Most of these persons were women with sounding names and the solid backing
of much money conspicuously in evidence--matrons of the younger and more
giddy generation which was just then so busily engaged in providing
material for the most hectic chapters of London's post-war social history.
But Sofia was scarcely qualified to be critical or to guess that they were
climbers equally with herself, and that if their footing had been of older
establishment the name of Vassilyevski would have rung sinister echoes in
their memories, deafening them to the rich allure inherent in the title of
princess.

So she was fain to accept them all at their own valuation, and thought most
of them entirely charming. And though she had hardly had time as yet to
progress beyond the introductory stages of chance meetings and informal
little teas in public, she began clearly to descry enchanting vistas of
better days to come, when the Princess Sofia Vassilyevski would have not
only teas but dinners and dances given in her honour, and would be asked to
spend gay week-ends in the country houses of the people with whom she
contracted the stronger friendships.

But for the immediate present, and especially in the paramount business of
having a good time, Karslake was fairly a necessity. He thought of
everything and forgot nothing, was ever fertile of fresh expedient if the
pastime of a moment began to pall, and was capable of sustained fits of
irresponsible gaiety which enchanted Sofia, so well did they chime with her
own eagerness for sheer fun.

Decidedly she would have been lost without Sybil Waring; but without
Karslake she would have been forlorn.



XI

HEARTBREAK


Not yet prepared to admit it even to herself, in her heart Sofia knew she
prized the companionship of Karslake for something more than the mere
amusement it afforded her: there was a deeper feeling she would not name.
For all that, her times of solitude knew dreams quick and warm with the
thought of Karslake, his words and ways, the gracious little attentions he
had accustomed her to expect of him and which his manner subtly invested
with a personal flavour inexpressibly delightful, indispensably sweet.

Nor did she ever quite forget how long he had worshipped with
unostentatious devotion at her lowly shrine of the caisse in the Cafe des
Exiles, and how shabbily she had rewarded his admiration--never once, in
those many months, with so much as a smile--and how unresentful had been
his acceptance of her half-feigned, half-real indifference to his
existence.

But whenever her reflections took that back-turning she would recall the
man who had talked to Karslake in the cafe, that day so long ago, of his
own humble past as a 'bus-boy in Troyon's in Paris, and who on leaving had
given Sofia herself that odd look of half-recognition tempered by
bewilderment.

She tried once to draw Karslake about this acquaintance of his, but
Karslake's memory proved unusually sluggish.
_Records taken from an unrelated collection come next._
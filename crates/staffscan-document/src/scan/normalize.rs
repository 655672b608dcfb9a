// SPDX-License-Identifier: PMPL-1.0-or-later
// Copyright (c) 2026 Jonathan D.A. Jewell (hyperpolymath) <jonathan.jewell@open.ac.uk>
//
// Page normalization — undo the capture device's rotation, find the sheet of
// paper in the photo, and flatten it to an axis-aligned grayscale rendering
// tagged for print resolution.

use std::path::Path;

use image::{DynamicImage, GrayImage};
use imageproc::edges::canny;
use staffscan_core::error::ScanError;
use tracing::{debug, info, instrument, warn};

use super::contour::{Quad, outer_contours, select_page_boundary};
use super::transform::four_point_transform;
use crate::image::processor::ImageProcessor;

/// Canny hysteresis thresholds for page-edge detection.
pub const CANNY_LOW: f32 = 75.0;
pub const CANNY_HIGH: f32 = 200.0;

/// Resolution tag written into normalized images.
pub const PRINT_DPI: u32 = 300;

/// Rectifies photographed pages for music recognition.
///
/// Construction decodes the input; decoding failures surface as
/// `ScanError::ImageRead` before any geometry work happens. Once decoded,
/// [`PageNormalizer::normalize`] never fails: when no page outline is found
/// the rotated photo is used as-is.
pub struct PageNormalizer {
    /// The raw capture, owned exclusively for the duration of normalization.
    image: DynamicImage,
}

impl PageNormalizer {
    // -- Construction ---------------------------------------------------------

    /// Decode a captured photo from disk.
    pub fn open(path: impl AsRef<Path>) -> Result<Self, ScanError> {
        Ok(Self::from_dynamic(ImageProcessor::open(path)?.into_dynamic()))
    }

    /// Decode a captured photo from encoded bytes.
    pub fn from_bytes(data: &[u8]) -> Result<Self, ScanError> {
        Ok(Self::from_dynamic(
            ImageProcessor::from_bytes(data)?.into_dynamic(),
        ))
    }

    pub fn from_dynamic(image: DynamicImage) -> Self {
        Self { image }
    }

    // -- Pipeline -------------------------------------------------------------

    /// Run the full normalization.
    ///
    /// ## Pipeline
    ///
    /// 1. Rotate 90° clockwise (fixed sensor orientation of the capture device)
    /// 2. Grayscale + Canny edge detection (thresholds 75 / 200)
    /// 3. Outer contours, ranked by area, top five examined
    /// 4. First contour approximating to four vertices is the page
    /// 5. Four-point perspective warp onto its bounding rectangle
    /// 6. Grayscale conversion
    #[instrument(skip(self), fields(width = self.image.width(), height = self.image.height()))]
    pub fn normalize(self) -> NormalizedPage {
        info!("Starting page normalization");

        let rotated = ImageProcessor::from_dynamic(self.image)
            .rotate_clockwise()
            .into_dynamic();

        let gray = rotated.to_luma8();
        let boundary = detect_page_boundary(&gray);

        let warped = boundary.and_then(|quad| {
            debug!(?quad, "Found page outline");
            four_point_transform(&rotated, quad)
        });

        let (image, boundary) = match warped {
            Some(page) => {
                info!(
                    width = page.width(),
                    height = page.height(),
                    "Perspective correction applied"
                );
                (page.to_luma8(), boundary)
            }
            None => {
                warn!("No usable 4-point page outline; keeping original framing");
                (gray, None)
            }
        };

        NormalizedPage { image, boundary }
    }
}

/// Locate the page outline in a grayscale image.
pub fn detect_page_boundary(gray: &GrayImage) -> Option<Quad> {
    let edges = canny(gray, CANNY_LOW, CANNY_HIGH);
    let contours = outer_contours(&edges);
    debug!(contours = contours.len(), "Edge contours extracted");
    select_page_boundary(&contours)
}

/// The rectified, grayscale result of [`PageNormalizer::normalize`].
#[derive(Debug, Clone)]
pub struct NormalizedPage {
    image: GrayImage,
    boundary: Option<Quad>,
}

impl NormalizedPage {
    /// Borrow the grayscale page.
    pub fn image(&self) -> &GrayImage {
        &self.image
    }

    pub fn into_image(self) -> GrayImage {
        self.image
    }

    /// The page outline that was rectified, if one was found.
    pub fn boundary(&self) -> Option<Quad> {
        self.boundary
    }

    /// Whether a perspective warp was applied.
    pub fn was_rectified(&self) -> bool {
        self.boundary.is_some()
    }

    /// Write as PNG tagged with [`PRINT_DPI`].
    pub fn save(&self, path: impl AsRef<Path>) -> Result<(), ScanError> {
        ImageProcessor::from_dynamic(DynamicImage::ImageLuma8(self.image.clone()))
            .save_png_with_dpi(path, PRINT_DPI)
    }
}

// -- Tests --------------------------------------------------------------------

#[cfg(test)]
mod tests {
    use super::*;
    use image::{Luma, Rgb, RgbImage};
    use imageproc::drawing::draw_polygon_mut;
    use imageproc::point::Point;

    /// A featureless image has no edges, so the output is the rotated input
    /// converted to grayscale.
    #[test]
    fn blank_photo_passes_through_rotated() {
        let img = DynamicImage::ImageRgb8(RgbImage::from_fn(40, 30, |x, _| {
            Rgb([120, 120, (x % 2) as u8 + 120])
        }));
        let expected = img.rotate90().to_luma8();

        let page = PageNormalizer::from_dynamic(img).normalize();

        assert!(!page.was_rectified());
        assert_eq!(page.image().dimensions(), (30, 40));
        assert_eq!(page.image(), &expected);
    }

    #[test]
    fn small_rgba_no_panic() {
        let img = DynamicImage::ImageRgba8(image::RgbaImage::from_pixel(
            3,
            3,
            image::Rgba([128, 128, 128, 255]),
        ));
        let page = PageNormalizer::from_dynamic(img).normalize();
        assert_eq!(page.image().dimensions(), (3, 3));
    }

    /// A bright sheet on a dark table.
    #[test]
    fn synthetic_sheet_on_table_is_rectified() {
        let (w, h) = (200u32, 300u32);
        let mut img = GrayImage::from_pixel(w, h, Luma([30u8]));
        for y in 50..250 {
            for x in 40..160 {
                img.put_pixel(x, y, Luma([240u8]));
            }
        }

        let page = PageNormalizer::from_dynamic(DynamicImage::ImageLuma8(img)).normalize();

        assert!(page.was_rectified());
        // After the quarter turn the sheet is 200 wide and 120 tall.
        let (out_w, out_h) = page.image().dimensions();
        assert!((out_w as i64 - 200).abs() <= 3, "width {out_w}");
        assert!((out_h as i64 - 120).abs() <= 3, "height {out_h}");
    }

    /// A sheet photographed at an angle is straightened to its own size.
    #[test]
    fn skewed_sheet_is_straightened() {
        let mut img = GrayImage::from_pixel(300, 300, Luma([30u8]));
        let (cos, sin) = (10f32.to_radians().cos(), 10f32.to_radians().sin());
        let corner = |along: f32, across: f32| {
            Point::new(
                (150.0 + along * cos - across * sin).round() as i32,
                (150.0 + along * sin + across * cos).round() as i32,
            )
        };
        let sheet = [
            corner(-80.0, -50.0),
            corner(80.0, -50.0),
            corner(80.0, 50.0),
            corner(-80.0, 50.0),
        ];
        draw_polygon_mut(&mut img, &sheet, Luma([240u8]));

        let page = PageNormalizer::from_dynamic(DynamicImage::ImageLuma8(img)).normalize();

        assert!(page.was_rectified());
        // The long side ends up vertical after the quarter turn.
        let (out_w, out_h) = page.image().dimensions();
        assert!((out_w as i64 - 100).abs() <= 6, "width {out_w}");
        assert!((out_h as i64 - 160).abs() <= 6, "height {out_h}");
    }

    #[test]
    fn unreadable_bytes_fail_before_normalizing() {
        let result = PageNormalizer::from_bytes(&[0u8, 1, 2, 3]);
        assert!(matches!(result, Err(ScanError::ImageRead { .. })));
    }

    #[test]
    fn saved_page_is_grayscale_png() {
        let dir = tempfile::tempdir().unwrap();
        let path = dir.path().join("page.png");
        let page = PageNormalizer::from_dynamic(DynamicImage::ImageRgb8(RgbImage::from_pixel(
            8,
            6,
            Rgb([200, 10, 10]),
        )))
        .normalize();
        page.save(&path).unwrap();

        let reopened = image::open(&path).unwrap();
        assert!(matches!(reopened, DynamicImage::ImageLuma8(_)));
        assert_eq!((reopened.width(), reopened.height()), (6, 8));
    }
}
"No-o," he drawled after a tolerably long pause for thought--"can't say I
place the chap you mean, can't seem somehow to think back that far, you
know. One meets such a lot of people, first and last, they talk such a lot
of tosh--"

"But it couldn't have been only tosh you were talking," the girl persisted,
"because--_I_ remember--you were so keen about keeping what you said
secret, you spoke the strangest language together most of the time. I could
hear every word"--she had already explained about the freak acoustics of
the Cafe des Exiles--"and not one meant anything to me."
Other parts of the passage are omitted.